Forced folding and structural analysis of metastable proteins

A significant fraction of the proteins encoded by the human and other genomes appears to be significantly unfolded in vitro. This will undoubtedly hamper attempts to characterize their structure by classical crystallographic or solution NMR methods. Here we show that encapsulation of a metastable protein within the restricted volume a reverse micelle can be used to force fold the protein and allow its characterization by modern methods of NMR spectroscopy. This may have significant utility in the context of structural proteomics. In addition, variation of the inner volume of the reverse micelle can be used to probe the character of the manifold of unfolded states.     

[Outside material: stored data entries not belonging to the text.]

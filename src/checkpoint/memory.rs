use async_trait::async_trait;
use dashmap::DashMap;

use super::error::CheckpointError;
use super::traits::{CheckpointKey, CheckpointStore};
use crate::domain::{PartitionId, SequenceNumber};

/// Concurrent in-memory checkpoint store using DashMap
///
/// Progress does not survive the process; useful for tests and for
/// consumers that are happy to replay from the oldest retained record.
pub struct MemoryCheckpoint {
    application: String,
    stream: String,
    entries: DashMap<String, SequenceNumber>,
}

impl MemoryCheckpoint {
    /// Create an empty store scoped to an application and stream
    pub fn new(application: impl Into<String>, stream: impl Into<String>) -> Self {
        Self {
            application: application.into(),
            stream: stream.into(),
            entries: DashMap::new(),
        }
    }

    fn key(&self, partition: &PartitionId) -> String {
        CheckpointKey {
            application: &self.application,
            stream: &self.stream,
            partition,
        }
        .to_string()
    }

    /// Number of partitions with a recorded checkpoint
    pub fn len(&self) -> usize {
        self.entries.len()
    }

    pub fn is_empty(&self) -> bool {
        self.entries.is_empty()
    }
}

#[async_trait]
impl CheckpointStore for MemoryCheckpoint {
    async fn exists(&self, partition: &PartitionId) -> Result<bool, CheckpointError> {
        Ok(self.entries.contains_key(&self.key(partition)))
    }

    async fn sequence_number(
        &self,
        partition: &PartitionId,
    ) -> Result<SequenceNumber, CheckpointError> {
        let key = self.key(partition);
        self.entries
            .get(&key)
            .map(|entry| entry.value().clone())
            .ok_or(CheckpointError::NotFound(key))
    }

    async fn set_checkpoint(
        &self,
        partition: &PartitionId,
        sequence: &SequenceNumber,
    ) -> Result<(), CheckpointError> {
        self.entries.insert(self.key(partition), sequence.clone());
        Ok(())
    }
}
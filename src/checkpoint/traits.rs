use std::fmt;

use async_trait::async_trait;

use super::error::CheckpointError;
use crate::domain::{PartitionId, SequenceNumber};

/// Storage key of a checkpoint: `{application}:{stream}:{partition}`
#[derive(Debug, Clone, PartialEq, Eq, Hash)]
pub struct CheckpointKey<'a> {
    pub application: &'a str,
    pub stream: &'a str,
    pub partition: &'a PartitionId,
}

impl fmt::Display for CheckpointKey<'_> {
    fn fmt(&self, f: &mut fmt::Formatter<'_>) -> fmt::Result {
        write!(f, "{}:{}:{}", self.application, self.stream, self.partition)
    }
}

/// Durable per-partition progress markers
///
/// A store is scoped to one (application, stream) pair at construction.
/// Workers of the same consumer share a store and call it concurrently for
/// distinct partitions; a single partition is only ever written by its own
/// worker.
#[async_trait]
pub trait CheckpointStore: Send + Sync {
    /// Whether a checkpoint has ever been written for the partition
    async fn exists(&self, partition: &PartitionId) -> Result<bool, CheckpointError>;

    /// Last checkpointed sequence, or [`CheckpointError::NotFound`]
    async fn sequence_number(
        &self,
        partition: &PartitionId,
    ) -> Result<SequenceNumber, CheckpointError>;

    /// Durably record `sequence` as the partition's checkpoint, replacing any prior value
    async fn set_checkpoint(
        &self,
        partition: &PartitionId,
        sequence: &SequenceNumber,
    ) -> Result<(), CheckpointError>;
}
use std::sync::Arc;

use tokio::time::Instant;
use tokio_util::sync::CancellationToken;
use tracing::{Instrument, debug, error, info, info_span, warn};

use super::backoff::{Backoff, sleep_or_cancelled};
use super::error::WorkerError;
use super::policy::{ErrorPolicy, Recovery, RedeliverBatch};
use crate::backend::StreamBackend;
use crate::checkpoint::{CheckpointError, CheckpointStore};
use crate::config::ConsumerConfig;
use crate::domain::{Buffer, CursorToken, PartitionId, SequenceNumber, StartPosition};
use crate::handler::Handler;

/// Work done by a partition worker before it stopped
#[derive(Debug, Clone, PartialEq, Eq)]
pub struct WorkerReport {
    pub partition: PartitionId,
    pub batches_flushed: u64,
    pub records_processed: u64,
    pub batches_skipped: u64,
    pub last_checkpoint: Option<SequenceNumber>,
}

impl WorkerReport {
    fn new(partition: PartitionId) -> Self {
        Self {
            partition,
            batches_flushed: 0,
            records_processed: 0,
            batches_skipped: 0,
            last_checkpoint: None,
        }
    }
}

/// Position a fresh cursor should start from, given the partition's checkpoint
pub async fn start_position<C>(
    checkpoints: &C,
    partition: &PartitionId,
) -> Result<StartPosition, CheckpointError>
where
    C: CheckpointStore + ?Sized,
{
    if checkpoints.exists(partition).await? {
        let seq = checkpoints.sequence_number(partition).await?;
        Ok(StartPosition::AfterSequence(seq))
    } else {
        Ok(StartPosition::OldestRetained)
    }
}

/// Control loop for a single stream partition
///
/// Owns the partition's cursor and [`Buffer`]. Records are appended in the
/// order the backend returns them; whenever the buffer fills up (or its
/// contents are older than the flush interval) the worker calls the handler,
/// then checkpoints the batch's last sequence, then clears the buffer. The
/// checkpoint never moves before the handler has accepted the batch.
pub struct PartitionWorker<B, C, H> {
    partition: PartitionId,
    config: Arc<ConsumerConfig>,
    backend: Arc<B>,
    checkpoints: Arc<C>,
    handler: Arc<H>,
    policy: Arc<dyn ErrorPolicy>,
    buffer: Buffer,
    cursor: Option<CursorToken>,
    poll_backoff: Backoff,
    /// When the oldest record in the buffer arrived
    batch_started: Instant,
    report: WorkerReport,
}

impl<B, C, H> PartitionWorker<B, C, H>
where
    B: StreamBackend,
    C: CheckpointStore,
    H: Handler,
{
    /// Create a worker; without [`PartitionWorker::with_cursor`] it derives its own cursor on start
    pub fn new(
        partition: PartitionId,
        config: Arc<ConsumerConfig>,
        backend: Arc<B>,
        checkpoints: Arc<C>,
        handler: Arc<H>,
    ) -> Self {
        Self {
            buffer: Buffer::new(partition.clone(), config.buffer_size),
            poll_backoff: Backoff::new(config.poll_retry.clone()),
            report: WorkerReport::new(partition.clone()),
            partition,
            config,
            backend,
            checkpoints,
            handler,
            policy: Arc::new(RedeliverBatch),
            cursor: None,
            batch_started: Instant::now(),
        }
    }

    /// Start from an already obtained cursor
    pub fn with_cursor(mut self, cursor: CursorToken) -> Self {
        self.cursor = Some(cursor);
        self
    }

    pub fn with_error_policy(mut self, policy: Arc<dyn ErrorPolicy>) -> Self {
        self.policy = policy;
        self
    }

    pub fn partition(&self) -> &PartitionId {
        &self.partition
    }

    /// Consume the partition until `shutdown` fires or an error exhausts its retries
    ///
    /// On shutdown a partially filled buffer is handed to the handler once
    /// and checkpointed; if that fails the batch is left for redelivery.
    pub async fn run(self, shutdown: CancellationToken) -> Result<WorkerReport, WorkerError> {
        let span = info_span!(
            "partition_worker",
            app = %self.config.app_name,
            stream = %self.config.stream_name,
            partition = %self.partition,
        );
        self.run_loop(shutdown).instrument(span).await
    }

    async fn run_loop(mut self, shutdown: CancellationToken) -> Result<WorkerReport, WorkerError> {
        info!(buffer_size = self.config.buffer_size, "processing");

        loop {
            if shutdown.is_cancelled() {
                self.drain().await;
                info!(
                    batches = self.report.batches_flushed,
                    records = self.report.records_processed,
                    "stopped"
                );
                return Ok(self.report);
            }

            let cursor = match self.cursor.clone() {
                Some(cursor) => cursor,
                None => match self.acquire_cursor().await {
                    Ok(cursor) => {
                        self.cursor = Some(cursor.clone());
                        cursor
                    }
                    Err(e) => {
                        self.retry_after_failure(e, &shutdown).await?;
                        continue;
                    }
                },
            };

            let polled = tokio::select! {
                biased;
                _ = shutdown.cancelled() => continue,
                polled = self.backend.poll(&cursor) => polled,
            };

            let output = match polled {
                Ok(output) => {
                    self.poll_backoff.reset();
                    output
                }
                Err(e) => {
                    if e.is_cursor_error() {
                        self.discard_cursor();
                    }
                    let err = WorkerError::Backend {
                        partition: self.partition.clone(),
                        source: e,
                    };
                    self.retry_after_failure(err, &shutdown).await?;
                    continue;
                }
            };

            let idle = output.records.is_empty();
            debug!(count = output.records.len(), "polled");

            for record in output.records {
                if self.buffer.is_empty() {
                    self.batch_started = Instant::now();
                }
                self.buffer.add_record(record);
                if self.buffer.should_flush() {
                    self.flush(&shutdown).await?;
                    if shutdown.is_cancelled() {
                        break;
                    }
                }
            }

            if !shutdown.is_cancelled()
                && !self.buffer.is_empty()
                && self.batch_started.elapsed() >= self.config.flush_interval
            {
                debug!(count = self.buffer.record_count(), "flush interval elapsed");
                self.flush(&shutdown).await?;
            }

            match output.next_cursor {
                Some(next) if next != cursor => self.cursor = Some(next),
                _ => {
                    debug!("cursor made no progress, re-deriving from checkpoint");
                    self.discard_cursor();
                }
            }

            if idle {
                sleep_or_cancelled(self.config.idle_delay, &shutdown).await;
            }
        }
    }

    /// Ask the backend for a cursor positioned by the partition's checkpoint
    async fn acquire_cursor(&self) -> Result<CursorToken, WorkerError> {
        let position = start_position(self.checkpoints.as_ref(), &self.partition)
            .await
            .map_err(|source| WorkerError::Checkpoint {
                partition: self.partition.clone(),
                source,
            })?;

        debug!(%position, "requesting cursor");
        self.backend
            .get_cursor(&self.config.stream_name, &self.partition, &position)
            .await
            .map_err(|source| WorkerError::Backend {
                partition: self.partition.clone(),
                source,
            })
    }

    /// Forget the cursor; unflushed records will be read again from the checkpoint
    fn discard_cursor(&mut self) {
        self.cursor = None;
        if !self.buffer.is_empty() {
            debug!(
                count = self.buffer.record_count(),
                "dropping unflushed records ahead of cursor refresh"
            );
            self.buffer.flush();
        }
    }

    /// Wait out the poll backoff, or give up with `err` once the budget is spent
    async fn retry_after_failure(
        &mut self,
        err: WorkerError,
        shutdown: &CancellationToken,
    ) -> Result<(), WorkerError> {
        match self.poll_backoff.next_delay() {
            Some(delay) => {
                warn!(
                    error = %err,
                    attempt = self.poll_backoff.failures(),
                    ?delay,
                    "read failed, retrying"
                );
                sleep_or_cancelled(delay, shutdown).await;
                Ok(())
            }
            None => {
                error!(error = %err, attempts = self.poll_backoff.failures(), "giving up");
                Err(err)
            }
        }
    }

    /// Handler, then checkpoint, then clear
    ///
    /// Returns early (buffer untouched) if `shutdown` fires while waiting to
    /// retry; the caller then drains.
    async fn flush(&mut self, shutdown: &CancellationToken) -> Result<(), WorkerError> {
        let Some(last) = self.buffer.last_sequence().cloned() else {
            return Ok(());
        };
        let count = self.buffer.record_count();

        let mut backoff = Backoff::new(self.config.handler_retry.clone());
        let skipped = loop {
            let source = match self.handler.handle_records(&self.buffer).await {
                Ok(()) => break false,
                Err(e) => e,
            };

            match self.policy.on_handler_error(&self.partition, &source) {
                Recovery::Redeliver => match backoff.next_delay() {
                    Some(delay) => {
                        warn!(
                            error = %source,
                            attempt = backoff.failures(),
                            ?delay,
                            count,
                            "handler failed, redelivering batch"
                        );
                        if sleep_or_cancelled(delay, shutdown).await {
                            return Ok(());
                        }
                    }
                    None => {
                        error!(error = %source, attempts = backoff.failures(), "handler retries exhausted");
                        return Err(WorkerError::Handler {
                            partition: self.partition.clone(),
                            source,
                        });
                    }
                },
                Recovery::Skip => {
                    warn!(error = %source, count, sequence = %last, "handler failed, skipping batch");
                    break true;
                }
                Recovery::Abort => {
                    error!(error = %source, count, "handler failed, aborting");
                    return Err(WorkerError::Handler {
                        partition: self.partition.clone(),
                        source,
                    });
                }
            }
        };

        if !self.checkpoint(&last, shutdown).await? {
            return Ok(());
        }

        if skipped {
            self.report.batches_skipped += 1;
        } else {
            self.report.batches_flushed += 1;
            self.report.records_processed += count as u64;
        }
        self.report.last_checkpoint = Some(last.clone());
        self.buffer.flush();

        info!(count, sequence = %last, "flushed");
        Ok(())
    }

    /// Persist `sequence` with retries; `Ok(false)` if shutdown interrupted the retries
    async fn checkpoint(
        &mut self,
        sequence: &SequenceNumber,
        shutdown: &CancellationToken,
    ) -> Result<bool, WorkerError> {
        let mut backoff = Backoff::new(self.config.checkpoint_retry.clone());
        loop {
            let source = match self
                .checkpoints
                .set_checkpoint(&self.partition, sequence)
                .await
            {
                Ok(()) => return Ok(true),
                Err(e) => e,
            };

            match backoff.next_delay() {
                Some(delay) => {
                    warn!(
                        error = %source,
                        attempt = backoff.failures(),
                        ?delay,
                        %sequence,
                        "checkpoint write failed, retrying"
                    );
                    if sleep_or_cancelled(delay, shutdown).await {
                        return Ok(false);
                    }
                }
                None => {
                    error!(error = %source, %sequence, "checkpoint write failed, stopping worker");
                    return Err(WorkerError::Checkpoint {
                        partition: self.partition.clone(),
                        source,
                    });
                }
            }
        }
    }

    /// Single best-effort flush of a partial batch during shutdown
    async fn drain(&mut self) {
        let Some(last) = self.buffer.last_sequence().cloned() else {
            return;
        };
        let count = self.buffer.record_count();

        if let Err(e) = self.handler.handle_records(&self.buffer).await {
            warn!(error = %e, count, "handler failed during shutdown, batch will be redelivered");
            return;
        }
        if let Err(e) = self.checkpoints.set_checkpoint(&self.partition, &last).await {
            warn!(error = %e, count, "checkpoint failed during shutdown, batch will be redelivered");
            return;
        }

        self.report.batches_flushed += 1;
        self.report.records_processed += count as u64;
        self.report.last_checkpoint = Some(last.clone());
        self.buffer.flush();
        info!(count, sequence = %last, "drained");
    }
}
use std::io;
use thiserror::Error;

/// Checkpoint storage errors
#[derive(Error, Debug)]
pub enum CheckpointError {
    #[error("No checkpoint for {0}")]
    NotFound(String),

    #[error("I/O error: {0}")]
    Io(#[from] io::Error),

    #[error("Serialization error: {0}")]
    Serialization(#[from] serde_json::Error),

    #[error("Corrupt checkpoint data: {0}")]
    Corrupt(String),
}
use std::collections::BTreeMap;
use std::path::{Path, PathBuf};

use async_trait::async_trait;
use serde::{Deserialize, Serialize};
use tokio::io::AsyncWriteExt;
use tokio::sync::Mutex;
use tracing::debug;

use super::error::CheckpointError;
use super::traits::{CheckpointKey, CheckpointStore};
use crate::domain::{PartitionId, SequenceNumber};

const FORMAT_VERSION: u16 = 1;

/// On-disk layout of a checkpoint file
#[derive(Debug, Clone, Serialize, Deserialize)]
struct CheckpointDocument {
    version: u16,
    checkpoints: BTreeMap<String, SequenceNumber>,
}

impl Default for CheckpointDocument {
    fn default() -> Self {
        Self {
            version: FORMAT_VERSION,
            checkpoints: BTreeMap::new(),
        }
    }
}

/// Checkpoint store persisted as a JSON document
///
/// Entries are keyed `{application}:{stream}:{partition}`, so several
/// consumers can share a file as long as they live in the same process and
/// share this store. Every write rewrites the whole document to a temporary
/// file and renames it over the original; the in-memory view is only updated
/// once the rename succeeded.
pub struct FileCheckpoint {
    application: String,
    stream: String,
    path: PathBuf,
    document: Mutex<CheckpointDocument>,
}

impl FileCheckpoint {
    /// Open (or lazily create) the checkpoint file at `path`
    pub async fn open(
        path: impl AsRef<Path>,
        application: impl Into<String>,
        stream: impl Into<String>,
    ) -> Result<Self, CheckpointError> {
        let path = path.as_ref().to_path_buf();

        let document = match tokio::fs::read(&path).await {
            Ok(bytes) => Self::parse(&path, &bytes)?,
            Err(e) if e.kind() == std::io::ErrorKind::NotFound => CheckpointDocument::default(),
            Err(e) => return Err(e.into()),
        };

        debug!(
            path = %path.display(),
            entries = document.checkpoints.len(),
            "opened checkpoint file"
        );

        Ok(Self {
            application: application.into(),
            stream: stream.into(),
            path,
            document: Mutex::new(document),
        })
    }

    pub fn path(&self) -> &Path {
        &self.path
    }

    fn parse(path: &Path, bytes: &[u8]) -> Result<CheckpointDocument, CheckpointError> {
        let document: CheckpointDocument = serde_json::from_slice(bytes)
            .map_err(|e| CheckpointError::Corrupt(format!("{}: {}", path.display(), e)))?;

        if document.version != FORMAT_VERSION {
            return Err(CheckpointError::Corrupt(format!(
                "{}: unsupported version {}",
                path.display(),
                document.version
            )));
        }

        Ok(document)
    }

    fn key(&self, partition: &PartitionId) -> String {
        CheckpointKey {
            application: &self.application,
            stream: &self.stream,
            partition,
        }
        .to_string()
    }

    async fn persist(&self, document: &CheckpointDocument) -> Result<(), CheckpointError> {
        let content = serde_json::to_vec_pretty(document)?;
        let temp_path = self.path.with_extension("tmp");

        let mut file = tokio::fs::File::create(&temp_path).await?;
        file.write_all(&content).await?;
        file.sync_all().await?;
        drop(file);

        tokio::fs::rename(&temp_path, &self.path).await?;
        Ok(())
    }
}

#[async_trait]
impl CheckpointStore for FileCheckpoint {
    async fn exists(&self, partition: &PartitionId) -> Result<bool, CheckpointError> {
        let key = self.key(partition);
        Ok(self.document.lock().await.checkpoints.contains_key(&key))
    }

    async fn sequence_number(
        &self,
        partition: &PartitionId,
    ) -> Result<SequenceNumber, CheckpointError> {
        let key = self.key(partition);
        let document = self.document.lock().await;
        document
            .checkpoints
            .get(&key)
            .cloned()
            .ok_or(CheckpointError::NotFound(key))
    }

    async fn set_checkpoint(
        &self,
        partition: &PartitionId,
        sequence: &SequenceNumber,
    ) -> Result<(), CheckpointError> {
        let key = self.key(partition);

        // Held across the write so concurrent partitions never drop each other's entries
        let mut document = self.document.lock().await;
        let mut updated = document.clone();
        updated.checkpoints.insert(key, sequence.clone());

        self.persist(&updated).await?;
        *document = updated;
        Ok(())
    }
}
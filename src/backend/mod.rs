pub mod error;
pub mod memory;
pub mod traits;

// Re-export commonly used types
pub use error::BackendError;
pub use memory::MemoryStream;
pub use traits::{PollOutput, StreamBackend};
pub mod buffer;
pub mod cursor;
pub mod record;
pub mod sequence;

// Re-export commonly used types
pub use buffer::Buffer;
pub use cursor::{CursorToken, StartPosition};
pub use record::Record;
pub use sequence::{PartitionId, SequenceNumber};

Mapping the hydration dynamics of ubiquitin

The nature of water's interaction with biomolecules such as proteins has been difficult to examine in detail at atomic resolution. Solution NMR spectroscopy is potentially a powerful method for characterizing both the structural and temporal aspects of protein hydration but has been plagued by artifacts. Encapsulation of the protein of interest within the aqueous core of a reverse micelle particle results in a general slowing of water dynamics, significant reduction in hydrogen exchange chemistry and elimination of contributions from bulk water thereby enabling the use of nuclear Overhauser effects to quantify interactions between the protein surface and hydration water. Here we extend this approach to allow use of dipolar interactions between hydration water and hydrogens bonded to protein carbon atoms. By manipulating the molecular reorientation time of the reverse micelle particle through use of low viscosity liquid propane, the T(1ρ) relaxation time constants of (1)H bonded to (13)C were sufficiently lengthened to allow high quality rotating frame nuclear Overhauser effects to be obtained. These data supplement previous results obtained from dipolar interactions between the protein and hydrogens bonded to nitrogen and in aggregate cover the majority of the molecular surface of the protein. A wide range of hydration dynamics is observed. Clustering of hydration dynamics on the molecular surface is also seen. Regions of long-lived hydration water correspond with regions of the protein that participate in molecular recognition of binding partners suggesting that the contribution of the solvent entropy to the entropy of binding has been maximized through evolution.     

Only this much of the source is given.